Member of Parliament for Hereford
- In office 11 February 1662 – 28 May 1672 Serving with Herbert Westfaling
- Preceded by: Sir Henry Lingen Herbert Westfaling
- Succeeded by: Herbert Westfaling The Viscount Scudamore

Personal details
- Born: c. 1641
- Died: 28 May 1672 (aged 30–31)
- Spouse: Anne Tomkins ​ ​(m. 1657)​
- Relations: Henry Cornewall (half-brother) Walter Pye (grandfather)
- Children: 1
- Parent(s): Frances Pye Henry Vaughan

= Roger Vaughan (Hereford MP) =

English politician (c.1641–1672)

Roger Vaughan JP DL (c. 1641 – 28 May 1672) was an English politician and courtier who was a Member of Parliament for Hereford.

==Early life==
Vaughan was born c. 1641. He was the only son of Frances ( Pye) Vaughan (1621–1701) (a daughter of Sir Walter Pye) and Henry Vaughan, of Bredwardine, which his ancestors had held since at least the middle of the 15th century. His father sat on the Herefordshire committee during the Civil War until his death in 1644. From his mother's second marriage to Edward Cornewall of Moccas Court, he had a younger half-brother, Henry Cornewall, MP for Weobley.

==Career==
Vaughan was a Justice of the Peace for Herefordshire from July 1660 until his death. He was a Commissioner for Assessment from August 1660 to 1669 before becoming a Deputy Lieutenant in 1669. He was also a Receiver of Hearth Tax from 1670 until his death.
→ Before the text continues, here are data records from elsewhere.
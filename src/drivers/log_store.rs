use std::collections::BTreeMap;
use std::fs::File;
use std::io::{BufReader, BufWriter, Write};
use std::path::Path;

use serde::{Deserialize, Serialize};

use crate::drivers::markers::Marker;
use crate::drivers::ViewerError;

/// Persisted form of one recorded session.
///
/// `time` holds session-relative offsets; `anchor` is the wallclock second
/// the offsets are counted from, so `anchor + time[i]` is the absolute stamp.
#[derive(Clone, Debug, Default, PartialEq, Serialize, Deserialize)]
pub struct SessionLog {
    pub mode: String,
    #[serde(default)]
    pub anchor: f64,
    #[serde(default)]
    pub time: Vec<f64>,
    #[serde(default)]
    pub channels: BTreeMap<String, Vec<f64>>,
    #[serde(default)]
    pub markers: Vec<Marker>,
}

/// Reads and writes session logs in some on-disk encoding.
pub trait LogStore: Send + Sync {
    fn read_log(&self, path: &Path) -> Result<SessionLog, ViewerError>;
    fn write_log(&self, path: &Path, log: &SessionLog) -> Result<(), ViewerError>;
}

/// Pretty-printed JSON, one document per file.
#[derive(Clone, Copy, Debug, Default)]
pub struct JsonLogStore;

impl LogStore for JsonLogStore {
    fn read_log(&self, path: &Path) -> Result<SessionLog, ViewerError> {
        let reader = BufReader::new(File::open(path)?);
        let log: SessionLog = serde_json::from_reader(reader)?;
        log::info!(
            "read {} samples and {} markers from {}",
            log.time.len(),
            log.markers.len(),
            path.display()
        );
        Ok(log)
    }

    fn write_log(&self, path: &Path, log: &SessionLog) -> Result<(), ViewerError> {
        let mut writer = BufWriter::new(File::create(path)?);
        serde_json::to_writer_pretty(&mut writer, log)?;
        writer.flush()?;
        log::info!("wrote {} samples to {}", log.time.len(), path.display());
        Ok(())
    }
}
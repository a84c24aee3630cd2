// src/main.rs
#![cfg_attr(not(debug_assertions), windows_subsystem = "windows")]
mod config;
mod drivers;
mod engine;
mod gui;
mod types;
use anyhow::anyhow;
use eframe::egui;

fn main() -> anyhow::Result<()> {
    env_logger::init();
    let config = config::ViewerConfig::load()?;
    log::info!("starting in {} mode", config.mode);
    let viewport = egui::ViewportBuilder::default()
        .with_inner_size([1463.0, 915.0])
        .with_min_inner_size([1200.0, 760.0])
        .with_title("eegview");
    let options = eframe::NativeOptions {
        viewport,
        ..Default::default()
    };
    eframe::run_native(
        "eegview",
        options,
        Box::new(|_cc| Box::new(gui::EegViewApp::new(config))),
    )
    .map_err(|err| anyhow!("viewer window failed: {err}"))
}
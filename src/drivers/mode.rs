use std::fmt;

use serde::{Deserialize, Serialize};

const COMMON_REFERENCE: [&str; 10] = ["Fp1", "Fp2", "F7", "F8", "T3", "T4", "T5", "T6", "O1", "O2"];
const AVERAGE_REFERENCE: [&str; 10] = [
    "Fp1-Avg", "Fp2-Avg", "F7-Avg", "F8-Avg", "T3-Avg", "T4-Avg", "T5-Avg", "T6-Avg", "O1-Avg",
    "O2-Avg",
];
const LONGITUDINAL_BIPOLAR: [&str; 8] = [
    "Fp1-F7", "Fp2-F8", "F7-T3", "F8-T4", "T3-T5", "T4-T6", "T5-O1", "T6-O2",
];
const TRANSVERSE_BIPOLAR: [&str; 5] = ["Fp1-Fp2", "F7-F8", "T3-T4", "T5-T6", "O1-O2"];

/// Channel layout the headset is streaming. Exactly one is active per session.
#[derive(Clone, Copy, Debug, Default, PartialEq, Eq, Hash, Serialize, Deserialize)]
pub enum AcquisitionMode {
    #[default]
    #[serde(rename = "Common Reference")]
    CommonReference,
    #[serde(rename = "Average Reference")]
    AverageReference,
    #[serde(rename = "Longitudinal-Bipolar")]
    LongitudinalBipolar,
    #[serde(rename = "Transverse-Bipolar")]
    TransverseBipolar,
}

impl AcquisitionMode {
    pub const ALL: [AcquisitionMode; 4] = [
        AcquisitionMode::CommonReference,
        AcquisitionMode::AverageReference,
        AcquisitionMode::LongitudinalBipolar,
        AcquisitionMode::TransverseBipolar,
    ];

    pub fn channel_names(self) -> &'static [&'static str] {
        match self {
            AcquisitionMode::CommonReference => &COMMON_REFERENCE,
            AcquisitionMode::AverageReference => &AVERAGE_REFERENCE,
            AcquisitionMode::LongitudinalBipolar => &LONGITUDINAL_BIPOLAR,
            AcquisitionMode::TransverseBipolar => &TRANSVERSE_BIPOLAR,
        }
    }

    pub fn channel_count(self) -> usize {
        self.channel_names().len()
    }

    pub fn channel_index(self, name: &str) -> Option<usize> {
        self.channel_names().iter().position(|c| *c == name)
    }

    pub fn label(self) -> &'static str {
        match self {
            AcquisitionMode::CommonReference => "Common Reference",
            AcquisitionMode::AverageReference => "Average Reference",
            AcquisitionMode::LongitudinalBipolar => "Longitudinal-Bipolar",
            AcquisitionMode::TransverseBipolar => "Transverse-Bipolar",
        }
    }

    pub fn from_label(label: &str) -> Option<Self> {
        Self::ALL.into_iter().find(|m| m.label() == label)
    }

    /// Symmetric y-axis limit in volts used by the plot surface.
    pub fn y_limit_volts(self) -> f64 {
        match self {
            AcquisitionMode::CommonReference => 0.195,
            _ => 0.39,
        }
    }
}

impl fmt::Display for AcquisitionMode {
    fn fmt(&self, f: &mut fmt::Formatter<'_>) -> fmt::Result {
        f.write_str(self.label())
    }
}
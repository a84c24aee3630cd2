use thiserror::Error;

use crate::drivers::mode::AcquisitionMode;

#[derive(Debug, Error)]
pub enum ViewerError {
    #[error("channel set does not match {mode} ({detail})")]
    SchemaMismatch {
        mode: AcquisitionMode,
        detail: String,
    },
    #[error("unknown acquisition mode `{0}`")]
    UnknownMode(String),
    #[error("session log has no time data")]
    MissingTimeData,
    #[error("session holds no samples to save")]
    EmptySession,
    #[error("stop recording before saving")]
    StreamingActive,
    #[error("marker id `{0}` is already used")]
    DuplicateMarkerId(String),
    #[error("device unavailable: {0}")]
    DeviceUnavailable(String),
    #[error("a {0} request is already in flight")]
    Busy(&'static str),
    #[error("i/o error: {0}")]
    Io(#[from] std::io::Error),
    #[error("malformed session log: {0}")]
    Format(#[from] serde_json::Error),
}

impl ViewerError {
    pub fn schema(mode: AcquisitionMode, detail: impl Into<String>) -> Self {
        ViewerError::SchemaMismatch {
            mode,
            detail: detail.into(),
        }
    }
}
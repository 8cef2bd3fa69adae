mod refresh_session_store_redis;

pub use refresh_session_store_redis::*;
He was Captain of Foot Admiralty Regiment from 1667 until his death. He served as groom of the bedchamber to the Duke of York (later King James II) from 1669 to 1671 and a gentleman of the privy chamber from 1671 until his death in 1672.

He was returned for Hereford at a by-election in 1662, taking the seat of his late uncle, Sir Henry Lingen.

Vaughan was not an active Member of the Cavalier Parliament, was known to have been appointed to only thirteen committees, and made no recorded speeches. His primary interests lay outside Parliament and he was included in lists of court supporters from 1669 to 1671. On the outbreak of the third Dutch war, Vaughan rejoined the fleet and was killed at the Battle of Solebay.

==Personal life==
In 1657, he married his cousin Anne Tomkins, a daughter of Mary ( Pye) Tomkins and Sir Thomas Tomkins of Monnington on Wye. The marriage brought him Garnstone Manor, Weobley, as a dowry, which Vaughan was compelled to sell it to John Birch in 1661 to satisfy debts. They were the parents of one son who died young.

Vaughan was killed at the Battle of Solebay on 28 May 1672. "He left no heir, and died heavily in debt both to the crown and to private creditors. His half-brother Henry Cornewall took over the estate and paid off the debts."